The city is the lowest in the U.S. state of Georgia, with an elevation of only 10 to 14 feet (3.0 to 4.3 m) above sea level. According to the U.S. Census Bureau, Brunswick’s land area is 32.4 square miles (83.8 km). Its total area is 42.4 square miles (109.8 km); 10.0 square miles (26.0 km) of this is water.
Climate
Brunswick’s climate is classified as humid subtropical (Cfa in the Köppen climate classification system). During the summer months, it is common for the temperature to reach over 90 °F (32 °C). However, the humidity results in a heat index higher than the actual temperature. Summer mornings average nearly 90 percent humidity and nearly 60 percent in the afternoon. Scattered afternoon thunderstorms are common in the summer. The hottest temperature ever recorded in Brunswick was 106 °F (41 °C) in 1986. Winters in Brunswick are fairly temperate. The average high in January, the coldest month, is 63 °F (17 °C), while the average low is 44 °F (7 °C). Snowfall is very rare. The last snow accumulation in Brunswick was on December 23, 1989. The coldest temperature ever recorded in Brunswick was 5 °F (−15 °C) on January 21, 1985, and January 30, 1966.

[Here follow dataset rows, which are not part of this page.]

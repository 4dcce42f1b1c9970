//! Time-block analysis: how booked, fragmented and meal-adjacent a day is.

use chrono::{Duration, NaiveDate};

use crate::event::CalendarEvent;
use crate::signal::{clamp_score, ComplexitySignal, SignalResult};
use crate::time::{LocalCalendar, TimeSpan};

pub const SIGNAL_NAME: &str = "time_block";

/// Waking window used for committed-time and free-block normalization (07:00-23:00).
pub const WAKING_START_HOUR: u32 = 7;
pub const WAKING_END_HOUR: u32 = 23;
pub const WAKING_HOURS: f64 = 16.0;

pub const LUNCH_WINDOW: (u32, u32) = (11, 13);
pub const DINNER_WINDOW: (u32, u32) = (17, 19);
pub const MEAL_WINDOW_HOURS: f64 = 2.0;

/// Gap at or below which two events count as back-to-back.
pub const BACK_TO_BACK_GAP_MINUTES: i64 = 15;

pub const COMMITTED_CAP: f64 = 40.0;
pub const BACK_TO_BACK_CAP: f64 = 25.0;
pub const MEAL_CONFLICT_CAP: f64 = 20.0;
pub const FREE_BLOCK_CAP: f64 = 15.0;

/// Raw measurements of one day, before weighting into points.
#[derive(Debug, Clone, Copy, PartialEq)]
struct DayMeasurements {
    event_count: usize,
    total_hours: f64,
    back_to_back: usize,
    lunch_overlap_hours: f64,
    dinner_overlap_hours: f64,
    largest_free_block_hours: f64,
}

#[derive(Debug, Clone, Copy, PartialEq)]
struct FactorPoints {
    committed: f64,
    back_to_back: f64,
    meal_conflict: f64,
    free_block: f64,
}

impl FactorPoints {
    fn from_measurements(m: &DayMeasurements) -> Self {
        let committed = (m.total_hours / WAKING_HOURS * COMMITTED_CAP).min(COMMITTED_CAP);

        let pairs = m.event_count.saturating_sub(1).max(1) as f64;
        let back_to_back = (m.back_to_back as f64 / pairs * BACK_TO_BACK_CAP).min(BACK_TO_BACK_CAP);

        // Dinner conflicts count double: they eat into cooking time directly.
        let weighted = 2.0 * m.dinner_overlap_hours + m.lunch_overlap_hours;
        let meal_conflict =
            (weighted / (2.0 * MEAL_WINDOW_HOURS) * MEAL_CONFLICT_CAP).min(MEAL_CONFLICT_CAP);

        let free_ratio = (m.largest_free_block_hours / WAKING_HOURS).min(1.0);
        let free_block = FREE_BLOCK_CAP * (1.0 - free_ratio);

        Self {
            committed: committed.max(0.0),
            back_to_back: back_to_back.max(0.0),
            meal_conflict: meal_conflict.max(0.0),
            free_block: free_block.max(0.0),
        }
    }

    fn total(&self) -> f64 {
        self.committed + self.back_to_back + self.meal_conflict + self.free_block
    }
}

/// Scores a day by committed hours, back-to-back density, meal-window
/// conflicts and the largest open block.
#[derive(Debug, Clone, Copy, PartialEq)]
pub struct TimeBlockSignal {
    calendar: LocalCalendar,
    weight: f64,
}

impl TimeBlockSignal {
    pub fn new(calendar: LocalCalendar) -> Self {
        Self {
            calendar,
            weight: 1.0,
        }
    }

    pub fn with_weight(mut self, weight: f64) -> Self {
        self.weight = weight;
        self
    }

    /// Event spans clipped to the local day, sorted by start.
    fn day_spans(&self, events: &[CalendarEvent], date: NaiveDate) -> Vec<TimeSpan> {
        let day = self.calendar.day_bounds(date);
        let mut spans: Vec<TimeSpan> = events
            .iter()
            .filter_map(|e| self.calendar.event_span(e).intersect(&day))
            .collect();
        spans.sort_by(|a, b| a.start.cmp(&b.start).then(a.end.cmp(&b.end)));
        spans
    }

    fn measure(&self, spans: &[TimeSpan], date: NaiveDate) -> DayMeasurements {
        let total_hours: f64 = spans.iter().map(TimeSpan::hours).sum();

        let max_gap = Duration::minutes(BACK_TO_BACK_GAP_MINUTES);
        let back_to_back = spans
            .windows(2)
            .filter(|pair| pair[1].start - pair[0].end <= max_gap)
            .count();

        let lunch = self.calendar.window(date, LUNCH_WINDOW.0, LUNCH_WINDOW.1);
        let dinner = self.calendar.window(date, DINNER_WINDOW.0, DINNER_WINDOW.1);

        DayMeasurements {
            event_count: spans.len(),
            total_hours,
            back_to_back,
            lunch_overlap_hours: window_overlap_hours(spans, &lunch),
            dinner_overlap_hours: window_overlap_hours(spans, &dinner),
            largest_free_block_hours: self.largest_free_block_hours(spans, date),
        }
    }

    /// Walk the sorted spans across the waking window, tracking the widest gap.
    fn largest_free_block_hours(&self, spans: &[TimeSpan], date: NaiveDate) -> f64 {
        let waking = self.calendar.window(date, WAKING_START_HOUR, WAKING_END_HOUR);
        let mut cursor = waking.start;
        let mut largest = Duration::zero();

        for span in spans.iter().filter_map(|s| s.intersect(&waking)) {
            if span.start > cursor {
                largest = largest.max(span.start - cursor);
            }
            cursor = cursor.max(span.end);
        }
        if waking.end > cursor {
            largest = largest.max(waking.end - cursor);
        }

        let hours = largest.num_seconds() as f64 / 3600.0;
        hours.min(WAKING_HOURS)
    }

    fn reasoning(m: &DayMeasurements, points: &FactorPoints) -> String {
        let mut parts: Vec<String> = Vec::new();
        if points.committed > 0.0 {
            parts.push(format!("{:.1}h committed", m.total_hours));
        }
        if m.back_to_back > 0 {
            parts.push(format!("{} back-to-back", m.back_to_back));
        }
        if m.dinner_overlap_hours > 0.0 {
            parts.push("dinner prep conflict".to_string());
        }
        if m.lunch_overlap_hours > 0.0 {
            parts.push("lunch conflict".to_string());
        }
        if points.free_block > 0.0 {
            parts.push(format!("largest free block {:.1}h", m.largest_free_block_hours));
        }

        if parts.is_empty() {
            "Light day".to_string()
        } else {
            parts.join("; ")
        }
    }
}

fn window_overlap_hours(spans: &[TimeSpan], window: &TimeSpan) -> f64 {
    let hours: f64 = spans.iter().map(|s| s.overlap_hours(window)).sum();
    hours.min(window.hours())
}

impl ComplexitySignal for TimeBlockSignal {
    fn name(&self) -> &str {
        SIGNAL_NAME
    }

    fn weight(&self) -> f64 {
        self.weight
    }

    fn compute(&self, events: &[CalendarEvent], date: NaiveDate) -> SignalResult {
        let spans = self.day_spans(events, date);

        if spans.is_empty() {
            return SignalResult::new(SIGNAL_NAME, 0.0, "Completely free day")
                .with_raw("event_count", 0.0)
                .with_raw("total_hours", 0.0)
                .with_raw("back_to_back_count", 0.0)
                .with_raw("largest_free_block_hours", WAKING_HOURS);
        }

        let m = self.measure(&spans, date);
        let points = FactorPoints::from_measurements(&m);
        let score = clamp_score(points.total().round());

        SignalResult::new(SIGNAL_NAME, score, Self::reasoning(&m, &points))
            .with_raw("event_count", m.event_count as f64)
            .with_raw("total_hours", m.total_hours)
            .with_raw("back_to_back_count", m.back_to_back as f64)
            .with_raw("lunch_overlap_hours", m.lunch_overlap_hours)
            .with_raw("dinner_overlap_hours", m.dinner_overlap_hours)
            .with_raw("largest_free_block_hours", m.largest_free_block_hours)
            .with_raw("committed_points", points.committed)
            .with_raw("back_to_back_points", points.back_to_back)
            .with_raw("meal_conflict_points", points.meal_conflict)
            .with_raw("free_block_points", points.free_block)
    }
}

Brunswick receives a high amount of rainfall annually, averaging about 49.6 inches (1,260 mm). The wettest months are August and September, the peak of hurricane season. The city has suffered less damage from hurricanes than most other East Coast cities. A major hurricane has not made landfall on the Georgia coast since 1898, and the only hurricane that has hit the coast since then was Hurricane David in 1979. However, the city has experienced hurricane or near-hurricane conditions several times due to storms passing through Florida from the Gulf of Mexico and entering Georgia or passing to the north or south in the Atlantic and brushing the area.
Environment
The Brunswick area has four Superfund sites, formerly home to heavily contaminated toxic waste sites: the LCP Chemicals site, Brunswick Wood Preserving, the Hercules 009 Landfill, and the Terry Creek Dredge Spoil Areas/Hercules Outfall. Research published in 2011 revealed that bottlenose dolphins that fed in the estuaries near these Superfund sites had the highest concentration of PCBs of any mammal in the world.